What kind of transitions, you ask? Everything ... the good transitions (a new job), the unexpected transitions (man, do we have a ton of clothes that have to get washed), and the hard transitions (losing loved ones unexpectedly).

Marriage amplifies the impact of transitions - both the ones that you were prepared for and the ones that you weren't. I wasn't surprised that there were transitions, but I was surprised about the impact that we felt when transitions occurred - especially the good ones.

Transitions in Real Life: Our Experience

One really good transition that left my wife and me with more to manage than we initially expected began when we both started working at new jobs. My new role meant a longer daily commute with more out-of-state travel; her new role meant working nights and alternate weekends and making really tough calls to ensure the health and safety of her clients. To put it simply, more and more difficult kinds of work.

That work required us to shift. We needed to shift household chores, time with friends and family, time with one another, and find ways to get more activities for our self-care in the mix. While I am writing in the past tense, this is work that is still quite active for us - some weeks we get it right; other weeks we give each other some grace and pick up the slack, where necessary.

Wisdom for Your Journey

Your marriage will be what you make it. Every couple's journey is different and there are few, if any, shortcuts through the transitions that you will experience in marriage. Even welcome transitions need to be embraced with wisdom so that they add more value than they might take away.

For us, that source of wisdom came from multiple places: individual prayer and reflection, conversations with one another, periodic conversations with friends, and resources that we read.

What is that source of wisdom for you?

A Resource to Consider

If you don't quite have an answer to that question, you could start with some of the ones we tried. In fact, Winning Marriage has created a resource that gets right to the heart of the matter,

In It to Win It: A Guy's Guide to the First Years of Marriage.

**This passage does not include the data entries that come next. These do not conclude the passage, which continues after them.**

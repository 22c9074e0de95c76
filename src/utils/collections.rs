//! Constructors for the hash-map types used throughout the engine.
//!
//! The engine uses [`FxHashMap`] for all internal keyed storage. These
//! helpers exist so call sites do not repeat the turbofish-heavy default
//! constructors.

use rustc_hash::FxHashMap;
use serde_json::Value;

/// New empty `String -> Value` map, the shape of scratch bags, variables,
/// and accumulator records.
#[must_use]
pub fn new_value_map() -> FxHashMap<String, Value> {
    FxHashMap::default()
}
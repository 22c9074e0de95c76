//! The engine: routine submission, per-run wiring, and the terminal report.
//!
//! [`RoutineEngine`] owns the long-lived collaborators — plugin registry,
//! credential loader, persistence sink, event bus — and `execute()` owns
//! everything per-run: validation, graph construction, execution state, and
//! the scheduler. There is no engine-wide mutable state; two concurrent
//! `execute()` calls share nothing but the injected collaborators.

use std::sync::Arc;
use std::time::Duration;

use chrono::Utc;
use miette::Diagnostic;
use rustc_hash::FxHashMap;
use serde::{Deserialize, Serialize};
use thiserror::Error;

use crate::credentials::{CredentialLoader, NoCredentials};
use crate::event_bus::{Event, EventBus, StdOutSink};
use crate::expressions::ExecutionMeta;
use crate::graphs::ExecutionGraph;
use crate::persistence::{ExecutionRecord, LoggingSink, NullSink, PersistenceSink, StatusUpdate};
use crate::plugins::PluginRegistry;
use crate::routine::Routine;
use crate::schedulers::{
    CancelToken, DispatchEnv, ExecutionCallbacks, RunLimits, Scheduler,
};
use crate::state::{ExecutionState, NodeRunRecord, PathEntry};
use crate::types::ExecutionStatus;
use crate::utils::id_generator::IdGenerator;
use crate::validation::{validate_routine, validate_with_registry, ValidationReport};

/// Event-bus settings for engine-built buses.
#[derive(Clone, Debug)]
pub struct EventBusConfig {
    pub buffer_capacity: usize,
    /// Attach the default stdout sink.
    pub stdout_sink: bool,
}

impl Default for EventBusConfig {
    fn default() -> Self {
        Self {
            buffer_capacity: 1024,
            stdout_sink: true,
        }
    }
}

impl EventBusConfig {
    #[must_use]
    pub fn build_event_bus(&self) -> EventBus {
        let sinks: Vec<Box<dyn crate::event_bus::EventSink>> = if self.stdout_sink {
            vec![Box::new(StdOutSink::default())]
        } else {
            Vec::new()
        };
        EventBus::with_capacity(sinks, self.buffer_capacity)
    }
}

/// Engine-level configuration, resolved once at construction.
#[derive(Clone, Debug)]
pub struct EngineConfig {
    /// In-flight plugin-call cap. Overridable per run.
    pub parallelism: usize,
    pub event_bus: EventBusConfig,
}

impl Default for EngineConfig {
    fn default() -> Self {
        dotenvy::dotenv().ok();
        let parallelism = std::env::var("KIANAX_MAX_PARALLEL")
            .ok()
            .and_then(|raw| raw.parse::<usize>().ok())
            .filter(|n| *n > 0)
            .unwrap_or_else(|| {
                std::thread::available_parallelism()
                    .map(|n| n.get())
                    .unwrap_or(1)
            });
        Self {
            parallelism,
            event_bus: EventBusConfig::default(),
        }
    }
}

/// Per-run options.
#[derive(Clone, Debug, Default)]
pub struct ExecutionOptions {
    /// Wall-clock bound; exceeding it aborts with `TIMEOUT`.
    pub max_execution_time: Option<Duration>,
    /// Total plugin-dispatch bound across all iterations; exceeding it
    /// aborts with `BUDGET_EXCEEDED`.
    pub max_executions: Option<u32>,
    /// Override of the engine's parallelism cap for this run.
    pub parallelism: Option<usize>,
    /// Log a run summary at `info` when done.
    pub verbose: bool,
    /// Cooperative cancellation; keep a clone and call `cancel()`.
    pub cancel: CancelToken,
    /// Recorded on the persistence sink's execution row.
    pub trigger_type: Option<String>,
    pub user_id: Option<String>,
}

/// One entry of the terminal error list.
#[derive(Clone, Debug, Serialize, Deserialize)]
#[serde(rename_all = "camelCase")]
pub struct ExecutionError {
    /// Taxonomy tag, e.g. `PLUGIN_EXECUTION_FAILED` or `TIMEOUT`.
    pub kind: String,
    pub message: String,
    #[serde(default, skip_serializing_if = "Option::is_none")]
    pub node_id: Option<String>,
    #[serde(default, skip_serializing_if = "Option::is_none")]
    pub context_key: Option<String>,
}

/// What `execute()` returns.
#[derive(Clone, Debug)]
pub struct ExecutionReport {
    pub status: ExecutionStatus,
    pub execution_id: String,
    /// Node id → completed runs, in run order.
    pub node_results: FxHashMap<String, Vec<NodeRunRecord>>,
    /// `(nodeId, runIndex)` in completion order.
    pub execution_path: Vec<PathEntry>,
    pub errors: Vec<ExecutionError>,
}

impl ExecutionReport {
    /// Node ids of the execution path, in order. Convenience for tests and
    /// dashboards.
    #[must_use]
    pub fn path_node_ids(&self) -> Vec<&str> {
        self.execution_path
            .iter()
            .map(|entry| entry.node_id.as_str())
            .collect()
    }

    /// Latest output of a node, if it ran.
    #[must_use]
    pub fn latest_output(&self, node_id: &str) -> Option<&crate::plugins::NodeOutput> {
        self.node_results
            .get(node_id)?
            .last()
            .map(|record| &record.output)
    }
}

/// Errors from routine submission.
#[derive(Debug, Error, Diagnostic)]
pub enum EngineError {
    /// The validator found structural or expression errors; nothing was
    /// dispatched and no sink events were emitted.
    #[error("routine rejected: {}", report.summarize_errors())]
    #[diagnostic(
        code(kianax::engine::rejected),
        help("Fix the reported validation errors and resubmit.")
    )]
    Rejected { report: ValidationReport },
}

/// The routine execution engine.
pub struct RoutineEngine {
    plugins: Arc<PluginRegistry>,
    credential_loader: Arc<dyn CredentialLoader>,
    sink: Arc<dyn PersistenceSink>,
    event_bus: Arc<EventBus>,
    config: EngineConfig,
    ids: IdGenerator,
}

impl RoutineEngine {
    /// Engine over a plugin registry, with defaults everywhere else: no
    /// credentials, no persistence, stdout events.
    #[must_use]
    pub fn new(plugins: PluginRegistry) -> Self {
        let config = EngineConfig::default();
        let event_bus = Arc::new(config.event_bus.build_event_bus());
        Self {
            plugins: Arc::new(plugins),
            credential_loader: Arc::new(NoCredentials),
            sink: Arc::new(NullSink),
            event_bus,
            config,
            ids: IdGenerator::new(),
        }
    }

    #[must_use]
    pub fn with_config(mut self, config: EngineConfig) -> Self {
        self.event_bus = Arc::new(config.event_bus.build_event_bus());
        self.config = config;
        self
    }

    #[must_use]
    pub fn with_credential_loader(mut self, loader: Arc<dyn CredentialLoader>) -> Self {
        self.credential_loader = loader;
        self
    }

    #[must_use]
    pub fn with_persistence_sink(mut self, sink: Arc<dyn PersistenceSink>) -> Self {
        self.sink = sink;
        self
    }

    /// Replace the event bus, e.g. with channel or memory sinks.
    #[must_use]
    pub fn with_event_bus(mut self, bus: EventBus) -> Self {
        self.event_bus = Arc::new(bus);
        self
    }

    #[must_use]
    pub fn event_bus(&self) -> &Arc<EventBus> {
        &self.event_bus
    }

    /// Registry-aware pre-flight validation.
    #[must_use]
    pub fn validate(&self, routine: &Routine) -> ValidationReport {
        validate_with_registry(routine, &self.plugins)
    }

    /// Execute a routine with no callbacks.
    pub async fn execute(
        &self,
        routine: &Routine,
        options: ExecutionOptions,
    ) -> Result<ExecutionReport, EngineError> {
        self.execute_with_callbacks(routine, ExecutionCallbacks::default(), options)
            .await
    }

    /// Execute a routine, invoking `callbacks` as node state transitions
    /// are recorded.
    pub async fn execute_with_callbacks(
        &self,
        routine: &Routine,
        callbacks: ExecutionCallbacks,
        options: ExecutionOptions,
    ) -> Result<ExecutionReport, EngineError> {
        let report = validate_routine(routine);
        if !report.valid {
            return Err(EngineError::Rejected { report });
        }

        let graph = Arc::new(ExecutionGraph::from_routine(routine));
        let execution_id = self.ids.generate_execution_id();
        let workflow_id = self.ids.generate_workflow_id();
        let routine_id = routine
            .id
            .clone()
            .unwrap_or_else(|| routine.name.clone());
        let meta = ExecutionMeta {
            execution_id: execution_id.clone(),
            routine_id: routine_id.clone(),
            started_at: Utc::now(),
        };

        self.event_bus.listen_for_events();
        let emitter = self.event_bus.emitter();
        let _ = emitter.emit(Event::execution_started(&execution_id, &routine_id));

        let sink = LoggingSink::new(Arc::clone(&self.sink));
        sink.create_execution(ExecutionRecord {
            routine_id: routine_id.clone(),
            user_id: options.user_id.clone(),
            workflow_id: workflow_id.clone(),
            run_id: execution_id.clone(),
            trigger_type: options
                .trigger_type
                .clone()
                .unwrap_or_else(|| "manual".into()),
            trigger_data: routine.trigger_data.clone(),
        })
        .await;

        let env = Arc::new(DispatchEnv {
            graph: Arc::clone(&graph),
            plugins: Arc::clone(&self.plugins),
            credentials: Arc::clone(&self.credential_loader),
            meta,
            workflow_id: workflow_id.clone(),
            user_id: options.user_id.clone(),
        });

        let scheduler = Scheduler::new(options.parallelism.unwrap_or(self.config.parallelism));
        let limits = RunLimits {
            max_execution_time: options.max_execution_time,
            max_executions: options.max_executions,
        };

        let mut state = ExecutionState::new();
        let outcome = scheduler
            .run(
                Arc::clone(&env),
                &mut state,
                &sink,
                Arc::clone(&emitter),
                &callbacks,
                limits,
                options.cancel.clone(),
            )
            .await;

        let mut errors: Vec<ExecutionError> = state
            .errors()
            .map(|record| ExecutionError {
                kind: record.kind.clone(),
                message: record.message.clone(),
                node_id: Some(record.node_id.clone()),
                context_key: Some(record.context_key.to_string()),
            })
            .collect();
        errors.sort_by(|a, b| a.context_key.cmp(&b.context_key));
        if let Some(run_error) = &outcome.run_error {
            errors.push(ExecutionError {
                kind: run_error.kind.to_string(),
                message: run_error.message.clone(),
                node_id: None,
                context_key: None,
            });
        }

        let path_summary: Vec<String> = state
            .execution_path()
            .iter()
            .map(|entry| format!("{}:{}", entry.node_id, entry.run_index))
            .collect();
        sink.update_status(StatusUpdate {
            workflow_id,
            status: outcome.status,
            execution_path: Some(path_summary),
            error: errors.first().map(|e| format!("{}: {}", e.kind, e.message)),
            completed_at: Some(Utc::now()),
        })
        .await;
        let _ = emitter.emit(Event::execution_finished(
            &execution_id,
            &routine_id,
            outcome.status,
        ));

        if options.verbose {
            tracing::info!(
                execution = %execution_id,
                status = %outcome.status,
                dispatches = outcome.dispatches,
                path_len = state.execution_path().len(),
                errors = errors.len(),
                "execution finished"
            );
        }

        Ok(ExecutionReport {
            status: outcome.status,
            execution_id,
            node_results: state.node_runs().clone(),
            execution_path: state.execution_path().to_vec(),
            errors,
        })
    }

    /// Close the event bus and drain its listener, guaranteeing every sink
    /// saw every published event. Call once when done with the engine.
    pub async fn shutdown(&self) {
        self.event_bus.shutdown().await;
    }
}

impl std::fmt::Debug for RoutineEngine {
    fn fmt(&self, f: &mut std::fmt::Formatter<'_>) -> std::fmt::Result {
        f.debug_struct("RoutineEngine")
            .field("plugins", &self.plugins.len())
            .field("parallelism", &self.config.parallelism)
            .finish()
    }
}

In It to Win It highlights 7 areas that couples that want to win at marriage should consider focusing their attention on.

  1. Transitions

  2. Sex

  3. Finances

  4. Communication

  5. Managing/Maintaining Friendships

  6. Navigating Family

  7. Self-Care

Something You Can Use Right Now

Are you working through a moment of transition in your relationship or just curious about what some of those transitions might be? Take a sneak peek by clicking the following link to download a FREE CHAPTER of the book.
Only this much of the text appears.